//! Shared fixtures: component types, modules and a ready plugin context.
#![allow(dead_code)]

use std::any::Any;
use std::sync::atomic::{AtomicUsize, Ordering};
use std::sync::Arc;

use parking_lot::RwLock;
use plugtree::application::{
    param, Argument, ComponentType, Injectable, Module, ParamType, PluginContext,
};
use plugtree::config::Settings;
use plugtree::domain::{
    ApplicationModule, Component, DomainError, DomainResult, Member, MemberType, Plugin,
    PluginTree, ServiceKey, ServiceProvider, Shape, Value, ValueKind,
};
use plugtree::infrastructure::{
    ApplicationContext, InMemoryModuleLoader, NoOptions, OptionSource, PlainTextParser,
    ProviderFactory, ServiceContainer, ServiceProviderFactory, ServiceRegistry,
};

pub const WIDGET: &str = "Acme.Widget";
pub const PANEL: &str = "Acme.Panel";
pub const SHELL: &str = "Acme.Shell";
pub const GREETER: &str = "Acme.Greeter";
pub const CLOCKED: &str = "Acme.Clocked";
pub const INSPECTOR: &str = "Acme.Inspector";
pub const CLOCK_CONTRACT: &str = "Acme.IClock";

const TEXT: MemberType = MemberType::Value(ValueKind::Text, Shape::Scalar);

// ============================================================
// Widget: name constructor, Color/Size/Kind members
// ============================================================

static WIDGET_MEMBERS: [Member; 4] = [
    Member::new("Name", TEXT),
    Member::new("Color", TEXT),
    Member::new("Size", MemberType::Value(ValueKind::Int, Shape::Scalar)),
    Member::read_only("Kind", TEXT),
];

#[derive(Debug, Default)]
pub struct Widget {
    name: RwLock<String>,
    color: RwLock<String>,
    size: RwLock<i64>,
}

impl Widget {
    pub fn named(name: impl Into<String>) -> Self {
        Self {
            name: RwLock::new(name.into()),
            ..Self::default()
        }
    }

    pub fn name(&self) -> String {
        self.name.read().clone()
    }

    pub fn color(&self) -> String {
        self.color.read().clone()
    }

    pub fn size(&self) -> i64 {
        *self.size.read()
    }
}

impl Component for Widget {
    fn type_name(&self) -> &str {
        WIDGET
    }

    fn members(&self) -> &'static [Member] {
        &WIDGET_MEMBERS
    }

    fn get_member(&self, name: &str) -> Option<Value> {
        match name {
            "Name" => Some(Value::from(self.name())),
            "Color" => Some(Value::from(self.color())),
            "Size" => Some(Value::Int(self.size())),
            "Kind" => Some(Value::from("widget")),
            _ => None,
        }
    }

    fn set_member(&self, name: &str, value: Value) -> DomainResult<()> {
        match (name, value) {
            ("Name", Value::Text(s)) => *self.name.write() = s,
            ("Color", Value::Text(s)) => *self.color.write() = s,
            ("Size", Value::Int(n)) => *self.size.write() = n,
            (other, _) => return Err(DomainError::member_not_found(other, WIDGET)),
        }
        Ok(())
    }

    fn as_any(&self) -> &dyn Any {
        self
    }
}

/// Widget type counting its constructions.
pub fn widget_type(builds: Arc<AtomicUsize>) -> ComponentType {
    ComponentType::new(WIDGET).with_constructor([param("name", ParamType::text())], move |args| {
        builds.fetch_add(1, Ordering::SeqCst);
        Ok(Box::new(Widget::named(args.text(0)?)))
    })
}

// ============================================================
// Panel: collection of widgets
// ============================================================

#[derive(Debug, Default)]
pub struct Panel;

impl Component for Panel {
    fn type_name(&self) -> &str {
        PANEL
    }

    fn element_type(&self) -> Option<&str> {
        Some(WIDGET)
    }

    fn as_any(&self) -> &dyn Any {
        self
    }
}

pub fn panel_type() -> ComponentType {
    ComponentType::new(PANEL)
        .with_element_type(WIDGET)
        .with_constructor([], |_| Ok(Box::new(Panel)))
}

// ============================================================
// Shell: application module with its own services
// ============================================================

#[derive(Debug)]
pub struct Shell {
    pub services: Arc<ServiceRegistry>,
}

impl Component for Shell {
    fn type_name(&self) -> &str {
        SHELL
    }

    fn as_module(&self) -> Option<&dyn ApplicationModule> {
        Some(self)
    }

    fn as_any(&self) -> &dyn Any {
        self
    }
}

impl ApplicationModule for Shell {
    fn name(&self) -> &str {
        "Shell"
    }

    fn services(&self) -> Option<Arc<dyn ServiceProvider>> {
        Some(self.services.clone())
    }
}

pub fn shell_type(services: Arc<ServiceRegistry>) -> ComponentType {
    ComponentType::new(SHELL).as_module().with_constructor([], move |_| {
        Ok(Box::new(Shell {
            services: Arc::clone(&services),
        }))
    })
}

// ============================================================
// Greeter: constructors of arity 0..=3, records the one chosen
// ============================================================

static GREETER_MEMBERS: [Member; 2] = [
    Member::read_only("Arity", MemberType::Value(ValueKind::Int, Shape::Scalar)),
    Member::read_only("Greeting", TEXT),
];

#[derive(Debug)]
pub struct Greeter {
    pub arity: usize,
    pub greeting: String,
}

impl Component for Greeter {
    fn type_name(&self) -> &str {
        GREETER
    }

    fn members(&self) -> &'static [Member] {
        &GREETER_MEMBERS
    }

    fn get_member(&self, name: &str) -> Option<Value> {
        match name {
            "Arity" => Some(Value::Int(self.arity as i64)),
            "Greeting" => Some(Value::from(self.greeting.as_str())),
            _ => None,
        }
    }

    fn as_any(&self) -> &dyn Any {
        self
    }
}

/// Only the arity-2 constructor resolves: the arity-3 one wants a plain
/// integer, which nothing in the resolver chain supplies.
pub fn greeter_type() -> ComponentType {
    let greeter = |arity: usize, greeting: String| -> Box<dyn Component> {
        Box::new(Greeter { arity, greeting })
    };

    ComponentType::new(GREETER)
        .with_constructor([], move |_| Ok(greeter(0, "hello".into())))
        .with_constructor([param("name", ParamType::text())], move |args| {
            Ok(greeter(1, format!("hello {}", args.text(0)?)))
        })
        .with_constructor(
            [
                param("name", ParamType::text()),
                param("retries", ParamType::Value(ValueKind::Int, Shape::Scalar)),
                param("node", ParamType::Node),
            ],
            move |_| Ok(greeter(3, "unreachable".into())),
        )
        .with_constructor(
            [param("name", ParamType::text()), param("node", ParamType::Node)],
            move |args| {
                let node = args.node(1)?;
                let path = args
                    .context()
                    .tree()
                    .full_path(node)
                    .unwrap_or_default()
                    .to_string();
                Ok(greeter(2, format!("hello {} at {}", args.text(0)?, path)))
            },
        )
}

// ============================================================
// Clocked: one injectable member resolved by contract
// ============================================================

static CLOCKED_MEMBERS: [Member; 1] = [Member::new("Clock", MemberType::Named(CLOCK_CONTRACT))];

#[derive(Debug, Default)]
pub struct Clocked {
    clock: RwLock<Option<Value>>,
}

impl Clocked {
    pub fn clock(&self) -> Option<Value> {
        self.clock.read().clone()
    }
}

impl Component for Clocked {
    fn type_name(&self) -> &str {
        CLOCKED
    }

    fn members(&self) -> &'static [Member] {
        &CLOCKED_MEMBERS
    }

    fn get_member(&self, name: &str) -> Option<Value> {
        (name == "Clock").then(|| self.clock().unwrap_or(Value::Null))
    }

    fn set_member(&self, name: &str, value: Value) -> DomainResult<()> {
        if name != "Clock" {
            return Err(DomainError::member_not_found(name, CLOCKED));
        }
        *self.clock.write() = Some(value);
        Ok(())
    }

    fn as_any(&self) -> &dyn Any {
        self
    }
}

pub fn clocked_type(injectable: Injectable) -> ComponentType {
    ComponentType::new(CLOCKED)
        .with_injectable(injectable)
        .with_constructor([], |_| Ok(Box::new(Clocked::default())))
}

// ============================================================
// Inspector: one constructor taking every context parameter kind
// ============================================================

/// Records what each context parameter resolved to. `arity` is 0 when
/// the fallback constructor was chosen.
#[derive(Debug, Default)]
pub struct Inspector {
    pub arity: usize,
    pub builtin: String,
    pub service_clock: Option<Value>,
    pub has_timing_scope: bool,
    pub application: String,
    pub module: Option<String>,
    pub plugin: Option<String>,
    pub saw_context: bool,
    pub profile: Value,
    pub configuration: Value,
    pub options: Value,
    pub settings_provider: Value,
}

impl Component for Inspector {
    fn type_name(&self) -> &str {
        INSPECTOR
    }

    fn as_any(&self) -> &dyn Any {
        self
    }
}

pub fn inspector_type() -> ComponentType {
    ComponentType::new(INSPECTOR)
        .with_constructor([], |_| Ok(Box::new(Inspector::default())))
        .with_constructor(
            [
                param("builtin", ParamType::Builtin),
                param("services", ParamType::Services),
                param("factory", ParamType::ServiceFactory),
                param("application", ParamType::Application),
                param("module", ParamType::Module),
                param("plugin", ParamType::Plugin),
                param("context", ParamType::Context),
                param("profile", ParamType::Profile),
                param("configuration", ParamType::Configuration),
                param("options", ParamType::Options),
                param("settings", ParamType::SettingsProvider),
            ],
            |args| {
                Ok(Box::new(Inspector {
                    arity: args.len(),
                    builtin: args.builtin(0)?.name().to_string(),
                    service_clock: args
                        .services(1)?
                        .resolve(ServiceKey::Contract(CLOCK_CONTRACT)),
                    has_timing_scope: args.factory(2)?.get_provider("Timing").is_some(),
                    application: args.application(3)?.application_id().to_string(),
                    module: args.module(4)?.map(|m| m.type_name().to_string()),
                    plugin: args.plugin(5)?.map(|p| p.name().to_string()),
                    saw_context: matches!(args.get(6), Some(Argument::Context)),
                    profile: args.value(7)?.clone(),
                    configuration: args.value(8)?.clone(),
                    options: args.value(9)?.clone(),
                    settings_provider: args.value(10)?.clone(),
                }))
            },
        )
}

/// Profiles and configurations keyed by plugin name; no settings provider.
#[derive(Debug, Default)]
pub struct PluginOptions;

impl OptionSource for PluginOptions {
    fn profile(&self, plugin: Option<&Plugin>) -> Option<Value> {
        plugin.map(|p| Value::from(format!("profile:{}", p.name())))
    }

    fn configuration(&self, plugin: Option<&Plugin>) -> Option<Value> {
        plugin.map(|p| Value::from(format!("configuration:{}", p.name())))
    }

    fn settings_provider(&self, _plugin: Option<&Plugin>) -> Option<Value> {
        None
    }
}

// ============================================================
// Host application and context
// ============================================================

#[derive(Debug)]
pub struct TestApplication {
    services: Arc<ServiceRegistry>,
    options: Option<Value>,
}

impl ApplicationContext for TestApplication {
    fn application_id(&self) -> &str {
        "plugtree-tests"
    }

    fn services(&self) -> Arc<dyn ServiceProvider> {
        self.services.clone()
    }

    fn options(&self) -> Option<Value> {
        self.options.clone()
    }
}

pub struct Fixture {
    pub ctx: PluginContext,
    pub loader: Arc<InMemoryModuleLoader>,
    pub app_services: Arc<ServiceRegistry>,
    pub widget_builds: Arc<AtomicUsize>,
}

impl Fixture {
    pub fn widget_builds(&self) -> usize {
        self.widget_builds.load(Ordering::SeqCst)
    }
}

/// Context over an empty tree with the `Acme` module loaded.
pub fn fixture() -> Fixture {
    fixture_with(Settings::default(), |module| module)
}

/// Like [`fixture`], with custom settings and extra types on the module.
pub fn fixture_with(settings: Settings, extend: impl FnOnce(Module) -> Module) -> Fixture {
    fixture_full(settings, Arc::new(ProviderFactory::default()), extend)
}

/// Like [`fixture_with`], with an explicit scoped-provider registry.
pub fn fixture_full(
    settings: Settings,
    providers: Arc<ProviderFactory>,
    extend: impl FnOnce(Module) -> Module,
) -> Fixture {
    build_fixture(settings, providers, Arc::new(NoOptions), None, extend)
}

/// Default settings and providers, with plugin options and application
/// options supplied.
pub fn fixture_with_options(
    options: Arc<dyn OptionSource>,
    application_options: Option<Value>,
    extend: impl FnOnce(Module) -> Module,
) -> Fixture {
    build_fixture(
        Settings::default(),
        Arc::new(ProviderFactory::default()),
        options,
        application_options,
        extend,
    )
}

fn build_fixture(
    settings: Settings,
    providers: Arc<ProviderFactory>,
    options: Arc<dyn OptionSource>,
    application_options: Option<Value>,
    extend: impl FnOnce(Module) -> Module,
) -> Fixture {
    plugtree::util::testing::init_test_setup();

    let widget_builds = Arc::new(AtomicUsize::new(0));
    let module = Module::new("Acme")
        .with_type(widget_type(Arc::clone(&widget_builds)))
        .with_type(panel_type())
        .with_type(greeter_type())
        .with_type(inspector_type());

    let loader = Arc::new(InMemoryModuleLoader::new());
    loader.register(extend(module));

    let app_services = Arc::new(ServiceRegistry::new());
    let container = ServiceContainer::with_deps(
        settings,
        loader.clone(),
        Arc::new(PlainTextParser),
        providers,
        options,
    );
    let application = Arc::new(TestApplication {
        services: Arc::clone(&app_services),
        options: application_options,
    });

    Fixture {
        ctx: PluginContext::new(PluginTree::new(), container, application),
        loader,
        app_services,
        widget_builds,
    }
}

## [WHAT YOU SHOULD DO]
Give the number of lines in the records above in which the word "PluginContext" appears. Include no other text.

## [RESPONSE TO THIS EXERCISE]
3